‘For many AI applications, GPUs are compute overkill, consuming much more power and money than needed’: How Ampere Computing plans to ride the AI wave

The AmpereOne CPU
(Image credit: Ampere)

Ampere Computing is a startup that's making waves in the tech industry by challenging the dominance of tech giants like AMD, Nvidia, and Intel. With the rise of AI, the demand for computing power has skyrocketed, along with energy costs and demand on power grids. Ampere aims to address this with a low-power, high-performance solution.

Despite being the underdog, Ampere's offering has been adopted by nearly all major hyperscalers worldwide. It has broken through the scaling wall multiple times with its CPUs, and the company plans to continue scaling in ways that legacy architectures can't. We spoke to Ampere CPO Jeff Wittich about his company’s success and future plans.

I feel sometimes that challenger startups, like Ampere Computing, are stuck between a rock and a hard place. On one side, you’ve got multi billion dollar companies like AMD, Nvidia and Intel and on the other hand, hyperscalers like Microsoft, Google and Amazon that have their own offerings. How does it feel to be the little mammal in the land of dinosaurs?
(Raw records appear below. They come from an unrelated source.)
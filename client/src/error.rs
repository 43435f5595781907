use thiserror::Error;

/// Errors produced by the unlock pipeline.
///
/// Only a subset of these ever reaches the caller: per-asset and
/// per-transaction failures are logged and folded into the run report
/// instead of being propagated.
#[derive(Error, Debug)]
pub enum UnlockError {
    #[error("registry request failed: {0}")]
    Http(#[from] reqwest::Error),

    #[error("registry error {code}: {message}")]
    Registry { code: i64, message: String },

    #[error("registry returned no result and no error")]
    EmptyResponse,

    #[error("asset {asset}: invalid {field} address: {reason}")]
    InvalidAddress {
        asset: String,
        field: &'static str,
        reason: String,
    },

    #[error("asset {0}: unlock instruction alone exceeds the transaction size limit")]
    OversizedInstruction(String),

    #[error("transaction references {0} distinct accounts, more than a message can index")]
    TooManyAccounts(usize),

    #[error("transaction serialization failed: {0}")]
    Serialize(#[from] bincode::Error),

    #[error("rpc error: {0}")]
    Rpc(#[from] solana_rpc_client_api::client_error::Error),

    #[error("transaction {signature} expired: blockhash no longer valid")]
    BlockhashExpired { signature: String },
}
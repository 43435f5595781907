use std::collections::HashSet;

use futures::future::join_all;
use tracing::warn;

use crate::error::UnlockError;
use crate::registry::{AssetFilter, AssetRecord, Registry, BATCH_LIMIT, PAGE_LIMIT};

/// Which assets to target. Exactly one variant is ever populated;
/// enforcing that is the CLI's job, before any network call.
#[derive(Debug, Clone, PartialEq, Eq)]
pub enum Selector {
    Creators(Vec<String>),
    Collections(Vec<String>),
    Assets(Vec<String>),
}

/// Materializes the complete, deduplicated asset set for a selector by
/// driving the registry's paginated queries.
pub struct CatalogBuilder<'a, R: Registry> {
    registry: &'a R,
}

impl<'a, R: Registry> CatalogBuilder<'a, R> {
    pub fn new(registry: &'a R) -> Self {
        Self { registry }
    }

    /// Fetch every asset the selector resolves to.
    ///
    /// Failures below the run level are logged and shrink coverage instead
    /// of aborting: a failed pagination drops that one filter's
    /// contribution, a failed id batch drops that one batch.
    pub async fn build(&self, selector: &Selector) -> Vec<AssetRecord> {
        let assets = match selector {
            Selector::Creators(creators) => {
                self.fan_out(creators.iter().cloned().map(AssetFilter::Creator).collect())
                    .await
            }
            Selector::Collections(collections) => {
                self.fan_out(
                    collections
                        .iter()
                        .cloned()
                        .map(AssetFilter::Collection)
                        .collect(),
                )
                .await
            }
            Selector::Assets(ids) => self.fetch_batches(ids).await,
        };
        dedup_by_id(assets)
    }

    /// Consume every page of one filter's results.
    ///
    /// The registry reports an authoritative grand total only after
    /// returning at least one page, so the expected total starts at a
    /// sentinel above zero and is re-read after every page. An empty page
    /// also terminates the loop: a lagging, too-high total must never spin
    /// it forever.
    pub async fn all_by_filter(
        &self,
        filter: &AssetFilter,
    ) -> Result<Vec<AssetRecord>, UnlockError> {
        let mut page = 1;
        let mut total = PAGE_LIMIT as usize + 1;
        let mut assets: Vec<AssetRecord> = Vec::new();

        while assets.len() < total {
            let result = self.registry.search(filter, page, PAGE_LIMIT).await?;
            if let Some(grand_total) = result.grand_total {
                total = grand_total as usize;
            }
            if result.items.is_empty() {
                break;
            }
            assets.extend(result.items);
            page += 1;
        }

        Ok(assets)
    }

    /// Unordered parallel pagination, one loop per filter value. A failed
    /// filter loses its contribution; the others are unaffected.
    async fn fan_out(&self, filters: Vec<AssetFilter>) -> Vec<AssetRecord> {
        let results = join_all(
            filters
                .iter()
                .map(|filter| async move { (filter, self.all_by_filter(filter).await) }),
        )
        .await;

        let mut assets = Vec::new();
        for (filter, result) in results {
            match result {
                Ok(items) => assets.extend(items),
                Err(err) => warn!("{}: pagination failed, skipping: {err}", filter.describe()),
            }
        }
        assets
    }

    /// Fixed-size id batches, fetched one at a time in source order. A
    /// failing batch is skipped; the partial result degrades coverage
    /// rather than aborting the run.
    async fn fetch_batches(&self, ids: &[String]) -> Vec<AssetRecord> {
        let mut assets = Vec::new();
        for chunk in ids.chunks(BATCH_LIMIT) {
            match self.registry.batch(chunk).await {
                Ok(records) => assets.extend(records),
                Err(err) => warn!("skipping batch of {} ids: {err}", chunk.len()),
            }
        }
        assets
    }
}

/// First occurrence wins; order is otherwise preserved.
fn dedup_by_id(assets: Vec<AssetRecord>) -> Vec<AssetRecord> {
    let mut seen = HashSet::new();
    assets
        .into_iter()
        .filter(|asset| seen.insert(asset.id.clone()))
        .collect()
}
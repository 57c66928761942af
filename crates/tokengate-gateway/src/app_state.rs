//! Shared application state for the tokengate gateway.
//!
//! Startup errors are explicit (Result instead of panic).

use std::sync::Arc;

use tokio_util::sync::CancellationToken;

use tokengate_core::error::Result;

use crate::auth::AuthHeaders;
use crate::config::GatewayConfig;
use crate::obs::AuthMetrics;
use crate::store::TokenStore;

#[derive(Clone)]
pub struct AppState {
    inner: Arc<AppStateInner>,
}

struct AppStateInner {
    cfg: GatewayConfig,
    auth_headers: AuthHeaders,
    store: Arc<TokenStore>,
    metrics: Arc<AuthMetrics>,
}

impl AppState {
    /// Build application state: load the token list and start its watch.
    /// Must run inside a tokio runtime.
    pub fn new(cfg: GatewayConfig, shutdown: CancellationToken) -> Result<Self> {
        let metrics = Arc::new(AuthMetrics::default());
        let store = TokenStore::init(&cfg.auth, Arc::clone(&metrics), shutdown)?;
        Self::with_store(cfg, store, metrics)
    }

    /// Build state around an existing store (no watch is started here).
    pub fn with_store(cfg: GatewayConfig, store: Arc<TokenStore>, metrics: Arc<AuthMetrics>) -> Result<Self> {
        let auth_headers = AuthHeaders::from_config(&cfg.auth)?;
        Ok(Self {
            inner: Arc::new(AppStateInner {
                cfg,
                auth_headers,
                store,
                metrics,
            }),
        })
    }

    pub fn cfg(&self) -> &GatewayConfig {
        &self.inner.cfg
    }

    pub fn auth_headers(&self) -> &AuthHeaders {
        &self.inner.auth_headers
    }

    pub fn store(&self) -> &TokenStore {
        &self.inner.store
    }

    pub fn metrics(&self) -> &AuthMetrics {
        &self.inner.metrics
    }

    pub fn is_draining(&self) -> bool {
        self.inner.metrics.is_draining()
    }

    /// Enter shutdown: readiness goes 503 and no further reloads are scheduled.
    pub fn begin_drain(&self) {
        self.inner.metrics.set_draining();
        self.inner.store.stop_watching();
        tracing::info!("draining");
    }
}
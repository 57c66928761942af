//! axum middleware running the token check for every request on a route.
//!
//! The middleware never rejects: it stores the `AuthorizationResult` in the
//! request extensions for the route to enforce, and annotates the response.

use axum::{
    extract::{Request, State},
    middleware::Next,
    response::Response,
};

use crate::app_state::AppState;

use super::{annotate_response, authorize_headers};

pub async fn token_auth(State(app): State<AppState>, mut req: Request, next: Next) -> Response {
    let check = {
        let snapshot = app.store().current_snapshot();
        let check = authorize_headers(req.headers(), app.auth_headers(), &snapshot);
        tracing::debug!(
            result = check.label(),
            revision = snapshot.revision(),
            "token check"
        );
        check
    };
    app.metrics().auth_decisions.inc(&[("result", check.label())]);

    req.extensions_mut().insert(check.result.clone());
    let mut res = next.run(req).await;
    annotate_response(res.headers_mut(), app.auth_headers(), &check);
    res
}
//! tokengate core: runtime-free token model, authorization decision, and errors.
//!
//! This crate defines the backing-file format, the immutable snapshot handed to
//! request handlers, and the pure `authorize` decision. It carries no runtime
//! or HTTP dependencies so the decision can be tested and reused on its own.
//!
//! # Defensive guarantees
//! Panics, `unwrap`, and `expect` are compile-denied here. A malformed token
//! file surfaces as `TokenGateError`, and `authorize` is total over its input.

#![deny(clippy::unwrap_used)]
#![deny(clippy::expect_used)]
#![deny(clippy::panic)]

pub mod authorize;
pub mod error;
pub mod token;

/// Shared result type.
pub use error::{Result, TokenGateError};
pub use authorize::{authorize, AuthorizationResult};
pub use token::{Token, TokenSnapshot};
It’s really an exciting time for Ampere. We may only be six years old, but as we predicted when we started the company, the need for a new compute solution for the cloud has never been stronger. The industry doesn’t need more dinosaurs – it needs something new. 

The needs of the cloud have changed. The amount of computing power needed for today’s connected world is far greater than anyone could have ever imagined and will only grow more with the rise of AI. Simultaneously, energy costs have skyrocketed, demand on the world’s power grids is outpacing the supply, and new data center builds are being halted for a number of reasons. The convergence of these factors has created the perfect opportunity for Ampere to provide a much-needed low-power, high-performance solution that hasn’t been delivered by big, legacy players. 

Because of our ability to provide this, we have grown rapidly and have been adopted by nearly all of the big hyperscalers around the world. We are also seeing increased adoption in the enterprise, as companies look to get the most out of their existing data center footprint. The increased demand we continue to see for Ampere products makes us confident that the industry sees our value. 

Ampere has been the leader in high core count in the server CPU market for a few years. However others - AMD and Intel - have been catching up; given the immutable laws of physics, when do you foresee hitting a wall when it comes to physical cores and how do you plan to smash through it?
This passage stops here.